FORMER editor Jim Worsdale says sorry for a dirty habit.

I wish to offer belated, unreserved apologies to family, friends, colleagues and anyone in whose presence, at home, in the workplace, or elsewhere, I smoked cigarettes or cigars.

It was stupid, unthinking, unkind and unnecessary. So I am sorry. Really, truly sorry.

It has taken me a long time to own up to my failing. About 18 years, actually, come next June.

That’s when I awoke in Southend Hospital’s cardiac care unit, saved and given another chance to enjoy life after a heart attack. A trio of specialists stood alongside my bed and one said: “Up to you, now. Light one more smoke and you’re dead.”

I listened, heeded and eventually got on with this wonderful thing called life.

I have thought little more about my escape, my incredible good fortune and those who cared for, and about, me, until visits this week to an elderly relative in the hospital that saved me.

Each time, rounding a corner and strolling into the grounds, I have passed groups of young women, all puffing cigarettes.

All of them, unbelievably, nurses, dragging on fags before returning to duty. They were standing amid dog ends on the ground as thick as blossom in spring.

I’ve been offended by the choking smoke, the awful smell, the ugliness of the habit. It has reminded me that long ago, I too inflicted this form of degrading and deplorable behaviour on many others too polite to complain or to protest.

q STILL on about some individuals’ disregard for others, I pass on a plea from a cheerful Shoebury shop assistant I bumped into the other day.
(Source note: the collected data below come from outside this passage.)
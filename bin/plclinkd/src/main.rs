//! ---
//! ems_section: "01-core-functionality"
//! ems_subsection: "binary"
//! ems_type: "source"
//! ems_scope: "code"
//! ems_description: "Binary entrypoint for the PLClink daemon."
//! ems_version: "v0.0.0-prealpha"
//! ems_owner: "tbd"
//! ---
use std::path::PathBuf;
use std::time::Instant;

use anyhow::{Context, Result};
use clap::{Parser, Subcommand, ValueEnum};
use plclink_common::config::{AppConfig, TransportKind};
use plclink_common::logging::init_tracing;
use plclink_metrics::{new_registry, spawn_http_server, DaemonMetrics, LinkMetrics};
use plclink_net::{LinkServices, RestApiBuilder};
use serde_json::Value;
use tokio::signal;
use tracing::{info, warn};

#[derive(Debug, Parser)]
#[command(
    author,
    version,
    about = "PLClink controller tag service",
    long_about = None
)]
struct Cli {
    #[arg(long, value_name = "FILE", help = "Path to configuration file")]
    config: Option<PathBuf>,

    #[arg(long, value_enum, help = "Override the configured transport")]
    transport: Option<CliTransport>,

    #[command(subcommand)]
    command: Option<Commands>,
}

#[derive(Debug, Clone, Copy, ValueEnum)]
enum CliTransport {
    Direct,
    Bridge,
    Simulated,
}

impl From<CliTransport> for TransportKind {
    fn from(value: CliTransport) -> Self {
        match value {
            CliTransport::Direct => TransportKind::Direct,
            CliTransport::Bridge => TransportKind::Bridge,
            CliTransport::Simulated => TransportKind::Simulated,
        }
    }
}

#[derive(Debug, Subcommand)]
enum Commands {
    #[command(about = "Serve the REST API until interrupted")]
    Run,
    #[command(about = "List the configured tag table")]
    Tags,
    #[command(about = "Read one tag and print its value")]
    Read { tag: String },
    #[command(about = "Write a JSON value to one tag")]
    Write {
        tag: String,
        #[arg(value_name = "JSON")]
        value: String,
    },
}

#[tokio::main]
async fn main() -> Result<()> {
    let cli = Cli::parse();
    let mut candidates = Vec::new();
    if let Some(path) = &cli.config {
        candidates.push(path.clone());
    }
    candidates.push(PathBuf::from("configs/plclink.toml"));
    candidates.push(PathBuf::from("/etc/plclink/plclink.toml"));
    candidates.push(PathBuf::from("configs/plclink.example.toml"));

    let load_started = Instant::now();
    let loaded = AppConfig::load_with_source(&candidates)?;
    let mut config = loaded.config;
    let load_duration = load_started.elapsed();
    if let Some(transport) = cli.transport {
        config.transport = transport.into();
    }
    init_tracing("plclinkd", &config.logging)?;
    info!(
        config_path = %loaded.source.display(),
        transport = %config.transport.as_str(),
        tags = config.tags.len(),
        "configuration loaded"
    );

    match cli.command.unwrap_or(Commands::Run) {
        Commands::Run => run_daemon(config, load_duration.as_secs_f64()).await?,
        Commands::Tags => list_tags(&config)?,
        Commands::Read { tag } => {
            let services = LinkServices::from_config(&config, None)?;
            let value = services.tags.read(&tag).await?;
            println!("{}", serde_json::to_string_pretty(&value.to_json())?);
        }
        Commands::Write { tag, value } => {
            let value: Value = serde_json::from_str(&value)
                .with_context(|| format!("value for {tag} is not valid JSON"))?;
            let services = LinkServices::from_config(&config, None)?;
            let ack = services.tags.write_json(&tag, &value).await?;
            println!("{}", serde_json::to_string_pretty(&ack)?);
        }
    }

    Ok(())
}

async fn run_daemon(config: AppConfig, load_seconds: f64) -> Result<()> {
    let registry = new_registry();
    let daemon_metrics = DaemonMetrics::new(registry.clone())?;
    daemon_metrics.observe_config_load(load_seconds);
    daemon_metrics.inc_start();
    daemon_metrics.set_build_info(env!("CARGO_PKG_VERSION"), config.transport.as_str());
    let link_metrics = LinkMetrics::new(registry.clone())?;

    let metrics_server = if config.metrics.enabled {
        info!(address = %config.metrics.listen, "metrics exporter enabled");
        Some(spawn_http_server(registry.clone(), config.metrics.listen)?)
    } else {
        info!("metrics exporter disabled by configuration");
        None
    };

    let services = LinkServices::from_config(&config, Some(link_metrics))?;
    let status = services.tags.status().await;
    if status.connected {
        info!(endpoint = %services.info.endpoint, "controller reachable");
    } else {
        warn!(
            endpoint = %services.info.endpoint,
            error = status.error.as_deref().unwrap_or("unknown"),
            "controller not reachable at startup; serving anyway"
        );
    }

    let api = RestApiBuilder::new(config.api.listen, services)
        .with_auth_token(config.api.auth_token.clone())
        .with_metrics_registry(registry)
        .spawn()
        .await
        .with_context(|| format!("failed to start rest api on {}", config.api.listen))?;

    info!(address = %api.local_addr(), "daemon running; waiting for termination signal");
    signal::ctrl_c().await?;
    info!("ctrl-c received; shutting down");

    api.shutdown().await?;
    if let Some(server) = metrics_server {
        server.shutdown().await?;
    }
    Ok(())
}

fn list_tags(config: &AppConfig) -> Result<()> {
    let services = LinkServices::from_config(config, None)?;
    println!("{:<18} {:<8} {:>8}  ADDRESS", "TAG", "TYPE", "ELEMENTS");
    for tag in services.tags.registry().iter() {
        println!(
            "{:<18} {:<8} {:>8}  {}",
            tag.name,
            tag.kind.as_str(),
            tag.elements,
            tag.address
        );
    }
    Ok(())
}
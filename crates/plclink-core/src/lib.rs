//! ---
//! ems_section: "02-tag-layer"
//! ems_subsection: "module"
//! ems_type: "source"
//! ems_scope: "code"
//! ems_description: "Controller tag layer: registry, codec, transports, sessions."
//! ems_version: "v0.0.0-prealpha"
//! ems_owner: "tbd"
//! ---
//! Uniform read, write and monitor operations over named controller tags.
//!
//! A request names a tag, the [`TagRegistry`] resolves it, the [`codec`]
//! plans element-level wire operations, a [`TransportAdapter`] performs them
//! and the codec decodes the result.

pub mod batch;
pub mod codec;
pub mod error;
pub mod monitor;
pub mod registry;
pub mod sequence;
pub mod service;
pub mod transport;
pub mod value;

pub use batch::{BatchExecutor, BatchResults};
pub use error::{LinkError, Result};
pub use monitor::{
    MonitorParams, MonitoringSessionManager, SessionHandle, SessionInfo, SessionOutcome,
    SessionReport, SessionState,
};
pub use registry::{TagDescriptor, TagRegistry};
pub use sequence::{SequenceFailure, SequenceReport, SequenceRequest, SequenceWriter};
pub use service::{PreparedWrite, TagCheck, TagService, WriteAck};
pub use transport::{ConnectionStatus, SimulatedController, TransportAdapter};
pub use value::{TagValue, WireRead, WireType, WireValue, WireWrite};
“I’ve been planning to write to the Echo,” she said. “But recognising you, I wondered if you might express for me my anger and disgust at the many dog owners who still fail to pick up and clear up their pets’ foul poo from footpaths, especially in Shoebury’s lovely Church Road and St Andrew’s Road.”

I agree with her. We know and appreciate there are many responsible dog lovers who fastidiously poop-scoop. But, as ever, there are some who care not a jot about other people or the environment. They’re more foul than their dogs.

q THERE seems to have been an awful lot of digging up of roads and paths around Southend of late.

I sometimes wonder if holes are reopened to check if an earlier hole is still there. A lengthy stretch of the Queensway underpass, near the town’s mayoral parlour, Porters, has been laid bare and coned-off for ages. Why and for how much longer?

Many, far too many, of the borough’s roads are shamefully neglected and desperately in need of treatment, though. Cracks, potholes, uneven surfaces, bare stretches abound. I suggest that ward councillors drive or stroll around their own necks of the wood to check, to note and to demand urgent improvements.

I bet many will discover lots of roads and streets in need of treatment.

Stop wasting money on “consultants” Southend. Spend where there is a real need among those who pay their council taxes.